— Que voulez-vous ? — ma voix tremblait malgré moi.
— J’ai trouvé un sac à main féminin, — dit-il calmement. — Ce n’est pas le vôtre ?
— Il se moque de nous ? — souffla ma sœur, furieuse. — Quel sac ? Comment cela pourrait-il être le nôtre ?
— Non, — répondis-je sèchement et j’appuyai brusquement sur l’accélérateur. Nous avons démarré en trombe, sans nous retourner.
Chères filles, je vous en supplie : soyez prudentes.

J’ai peur d’imaginer ce qui aurait pu arriver si j’avais baissé la vitre ce jour-là… ou si nous n’étions pas parties à temps.

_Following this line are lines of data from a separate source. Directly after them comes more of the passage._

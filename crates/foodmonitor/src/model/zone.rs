//! Refrigeration and storage zones.

use std::fmt;
use std::str::FromStr;

use chrono::{DateTime, Utc};
use serde::{Deserialize, Serialize};

use super::Record;
use crate::error::Error;

/// Deviation from target (in the zone's unit) that raises a warning.
pub const DEFAULT_WARNING_DELTA: f64 = 2.0;

/// Temperature scale for a zone.
#[derive(Debug, Clone, Copy, PartialEq, Eq, Hash, Default, Serialize, Deserialize)]
pub enum TempUnit {
    /// Degrees Celsius.
    #[default]
    C,
    /// Degrees Fahrenheit.
    F,
}

impl fmt::Display for TempUnit {
    fn fmt(&self, f: &mut fmt::Formatter<'_>) -> fmt::Result {
        match self {
            Self::C => write!(f, "°C"),
            Self::F => write!(f, "°F"),
        }
    }
}

/// Health of a zone's current reading.
#[derive(Debug, Clone, Copy, PartialEq, Eq, Hash, Serialize, Deserialize)]
#[serde(rename_all = "snake_case")]
pub enum ZoneStatus {
    /// Within range and close to target.
    Normal,
    /// Within range but drifting from target.
    Warning,
    /// Outside the allowed range.
    Alert,
}

impl fmt::Display for ZoneStatus {
    fn fmt(&self, f: &mut fmt::Formatter<'_>) -> fmt::Result {
        match self {
            Self::Normal => write!(f, "Normal"),
            Self::Warning => write!(f, "Warning"),
            Self::Alert => write!(f, "Alert"),
        }
    }
}

/// Editable numeric field of a zone.
#[derive(Debug, Clone, Copy, PartialEq, Eq, Hash)]
pub enum ZoneField {
    /// The latest reading.
    Current,
    /// The desired temperature.
    Target,
    /// Lowest acceptable temperature.
    Min,
    /// Highest acceptable temperature.
    Max,
}

impl ZoneField {
    /// Field name as used in messages.
    #[must_use]
    pub fn as_str(self) -> &'static str {
        match self {
            Self::Current => "currentTemp",
            Self::Target => "targetTemp",
            Self::Min => "minTemp",
            Self::Max => "maxTemp",
        }
    }
}

impl FromStr for ZoneField {
    type Err = Error;

    fn from_str(s: &str) -> Result<Self, Self::Err> {
        match s.trim().to_ascii_lowercase().as_str() {
            "current" | "currenttemp" => Ok(Self::Current),
            "target" | "targettemp" => Ok(Self::Target),
            "min" | "mintemp" => Ok(Self::Min),
            "max" | "maxtemp" => Ok(Self::Max),
            other => Err(Error::invalid_field(
                "field",
                format!("unknown zone field: {other}"),
            )),
        }
    }
}

/// A monitored storage zone.
///
/// `min_temp <= max_temp` is expected but not enforced.
#[derive(Debug, Clone, PartialEq, Serialize, Deserialize)]
#[serde(rename_all = "camelCase")]
pub struct TemperatureZone {
    /// Unique id.
    pub id: String,
    /// Display name.
    pub name: String,
    /// Latest reading.
    #[serde(deserialize_with = "super::number::deserialize")]
    pub current_temp: f64,
    /// Desired temperature.
    #[serde(deserialize_with = "super::number::deserialize")]
    pub target_temp: f64,
    /// Lowest acceptable temperature.
    #[serde(deserialize_with = "super::number::deserialize")]
    pub min_temp: f64,
    /// Highest acceptable temperature.
    #[serde(deserialize_with = "super::number::deserialize")]
    pub max_temp: f64,
    /// Scale of all four temperatures.
    pub unit: TempUnit,
}

impl TemperatureZone {
    /// Whether the current reading lies outside `[min_temp, max_temp]`.
    #[must_use]
    pub fn is_out_of_range(&self) -> bool {
        self.current_temp < self.min_temp || self.current_temp > self.max_temp
    }

    /// Status of the zone. Alert takes precedence over Warning.
    #[must_use]
    pub fn status(&self, warning_delta: f64) -> ZoneStatus {
        if self.is_out_of_range() {
            ZoneStatus::Alert
        } else if (self.current_temp - self.target_temp).abs() > warning_delta {
            ZoneStatus::Warning
        } else {
            ZoneStatus::Normal
        }
    }

    /// Read one of the editable fields.
    #[must_use]
    pub fn field(&self, field: ZoneField) -> f64 {
        match field {
            ZoneField::Current => self.current_temp,
            ZoneField::Target => self.target_temp,
            ZoneField::Min => self.min_temp,
            ZoneField::Max => self.max_temp,
        }
    }

    /// Overwrite one of the editable fields.
    pub fn set_field(&mut self, field: ZoneField, value: f64) {
        match field {
            ZoneField::Current => self.current_temp = value,
            ZoneField::Target => self.target_temp = value,
            ZoneField::Min => self.min_temp = value,
            ZoneField::Max => self.max_temp = value,
        }
    }
}

impl Record for TemperatureZone {
    const KEY: &'static str = "temperatureZones";
    const NAME: &'static str = "temperature zone";

    fn id(&self) -> &str {
        &self.id
    }

    fn seed(_now: DateTime<Utc>) -> Vec<Self> {
        let zone = |id: &str, name: &str, current: f64, target: f64, min: f64, max: f64| Self {
            id: id.to_string(),
            name: name.to_string(),
            current_temp: current,
            target_temp: target,
            min_temp: min,
            max_temp: max,
            unit: TempUnit::C,
        };
        vec![
            zone("1", "Refrigerator", 4.0, 4.0, 0.0, 5.0),
            zone("2", "Freezer", -18.0, -18.0, -25.0, -15.0),
            zone("3", "Pantry", 22.0, 20.0, 15.0, 25.0),
        ]
    }
}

Peut-être que quelqu’un d’autre, à notre place, aurait pensé : « Et si c’était vraiment son sac ? »
Ou aurait simplement hésité à partir. Mais il ne faut pas hésiter, il ne faut pas chercher d’excuses pour le comportement étrange d’un inconnu.
Même s’il voulait vraiment rendre un sac — pourquoi se tenir au milieu d’une route ?
Comment pouvait-il savoir qui était dans la voiture ? Pourquoi nous regardait-il précisément nous ?
Trop de questions. Et je n’ose même pas imaginer quelles auraient pu être les réponses. Nous vivons simplement dans un monde dangereux.